After comparing two wholly dissimilar products, the court
evaluated the likelihood of confusion, found defendants had no reason to
want the public to associate their product with plaintiffs, and held there
was no trademark infringement. . . . In Lanham Act trademark infringement suit, defendant was entitled
to award of attorneys fees from plaintiff, because plaintiff's claims were
meritless, and it employed dilatory tactics. . . . Trademark law, as you can see, isn't so crazy that you can take an English word, used by everyone on Planet Earth, and claim proprietary rights in it for all uses, everywhere. It doesn't work like that. Here's an explanation on how trademark law does work on Bitlaw. The brief explanation in the Times article is correct as far as it goes. What also does sometimes work in corporate America is to use the threat of litigation as a stick to get money. Many believe that is what SCO thought would happen. It didn't. It's also why software patents are so, so dangerous, because what patents control is so much broader than what trademark law offers.
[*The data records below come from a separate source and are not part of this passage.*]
//! Application state.

use std::sync::Arc;

use mdetect_media::pipeline::images::LabelExport;
use mdetect_media::{
    Compositor, DetectorCache, DetectorLoader, Ensemble, HlsPackager, ImagePipeline, MediaError, MediaResult,
    ModelManifest, StorageLayout, YoloLoader,
};
use tokio::sync::{RwLock, Semaphore};
use tracing::info;

use crate::config::AppConfig;
use crate::services::{ArtifactJanitor, TranscodeService};

/// Label text size when a font is configured.
const LABEL_FONT_SIZE: f32 = 16.0;

/// Shared application state.
#[derive(Clone)]
pub struct AppState {
    pub config: AppConfig,
    pub layout: StorageLayout,
    pub manifest: Arc<RwLock<ModelManifest>>,
    pub detectors: Arc<DetectorCache>,
    pub compositor: Compositor,
    /// Admission control for video processing
    pub video_slots: Arc<Semaphore>,
    pub transcodes: TranscodeService,
}

impl AppState {
    /// Create application state with the ONNX YOLO loader.
    pub fn new(config: AppConfig) -> anyhow::Result<Self> {
        Self::with_loader(config, Arc::new(YoloLoader::default()))
    }

    /// Create application state with a custom detector loader.
    pub fn with_loader(config: AppConfig, loader: Arc<dyn DetectorLoader>) -> anyhow::Result<Self> {
        config.validate().map_err(anyhow::Error::msg)?;

        let layout = config.layout.clone();
        layout.ensure()?;

        let manifest = resolve_manifest(&config)?;

        let compositor = match &config.label_font_path {
            Some(path) => Compositor::new().with_font_file(path, LABEL_FONT_SIZE)?,
            None => Compositor::new(),
        };

        let packager =
            HlsPackager::new(config.hls_segment_seconds).with_timeout(config.transcode_timeout.as_secs());

        info!(
            models_dir = %layout.models_dir.display(),
            uploads_dir = %layout.uploads_dir.display(),
            results_dir = %layout.results_dir.display(),
            models = manifest.len(),
            "Application state ready"
        );

        Ok(Self {
            video_slots: Arc::new(Semaphore::new(config.max_concurrent_video_jobs)),
            layout,
            manifest: Arc::new(RwLock::new(manifest)),
            detectors: Arc::new(DetectorCache::new(loader)),
            compositor,
            transcodes: TranscodeService::new(packager),
            config,
        })
    }

    /// Ensemble for image requests: explicit thresholds, else the manifest's.
    pub async fn image_ensemble(&self, thresholds: Option<Vec<f32>>) -> MediaResult<Ensemble> {
        self.load_ensemble(move |manifest, cache| match thresholds {
            Some(thresholds) => Ensemble::load(manifest, &thresholds, cache),
            None => Ensemble::from_manifest_defaults(manifest, cache),
        })
        .await
    }

    /// Ensemble for video requests, one fixed threshold for every model.
    pub async fn video_ensemble(&self) -> MediaResult<Ensemble> {
        let threshold = self.config.video_confidence_threshold;
        self.load_ensemble(move |manifest, cache| Ensemble::uniform(manifest, threshold, cache))
            .await
    }

    /// Weight loading is blocking; run it off the async workers.
    async fn load_ensemble<F>(&self, build: F) -> MediaResult<Ensemble>
    where
        F: FnOnce(&ModelManifest, &DetectorCache) -> MediaResult<Ensemble> + Send + 'static,
    {
        let manifest = self.manifest.read().await.clone();
        let detectors = Arc::clone(&self.detectors);
        tokio::task::spawn_blocking(move || build(&manifest, &*detectors))
            .await
            .map_err(|e| MediaError::internal(format!("Model loading task failed: {}", e)))?
    }

    pub fn image_pipeline(&self) -> ImagePipeline {
        ImagePipeline::new(self.compositor.clone()).with_labels(LabelExport {
            enabled: self.config.save_labels,
            with_confidence: self.config.save_confidence,
        })
    }

    pub fn janitor(&self) -> ArtifactJanitor {
        ArtifactJanitor::new(
            self.layout.clone(),
            self.transcodes.clone(),
            self.config.artifact_ttl,
            self.config.janitor_interval,
        )
        .enabled(self.config.enable_artifact_janitor)
    }

    /// Re-resolve the manifest and drop every cached detector.
    pub async fn reload_models(&self) -> MediaResult<ModelManifest> {
        let manifest = resolve_manifest(&self.config)?;
        *self.manifest.write().await = manifest.clone();
        self.detectors.clear();
        Ok(manifest)
    }
}

fn resolve_manifest(config: &AppConfig) -> MediaResult<ModelManifest> {
    ModelManifest::resolve(
        &config.layout.models_dir,
        &config.model_extension,
        config.model_manifest.as_deref(),
    )
}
What Stoller does will be replicated by those claiming patent rights, and in fact it already does happen, and eventually no one outside the Rich Boys Patent Club will be able to write software anywhere on earth. We will have to plant a big sign on Planet Software that says "THE END," as far as development by individuals or small and medium companies at that point, because the Stollers of this world will have won. As you know, they are deciding how to vote on software patents in Europe today. I hope they read about Mr. Stoller first and extrapolate. Don't ever pass a law anywhere about anything, please, without thinking about the Stollers and the SCOs of this world. Because they are waiting in the wings, salivating. And by the way, that in a nutshell is why we *do* still need the GPL. We need it because of the SCOs in the world.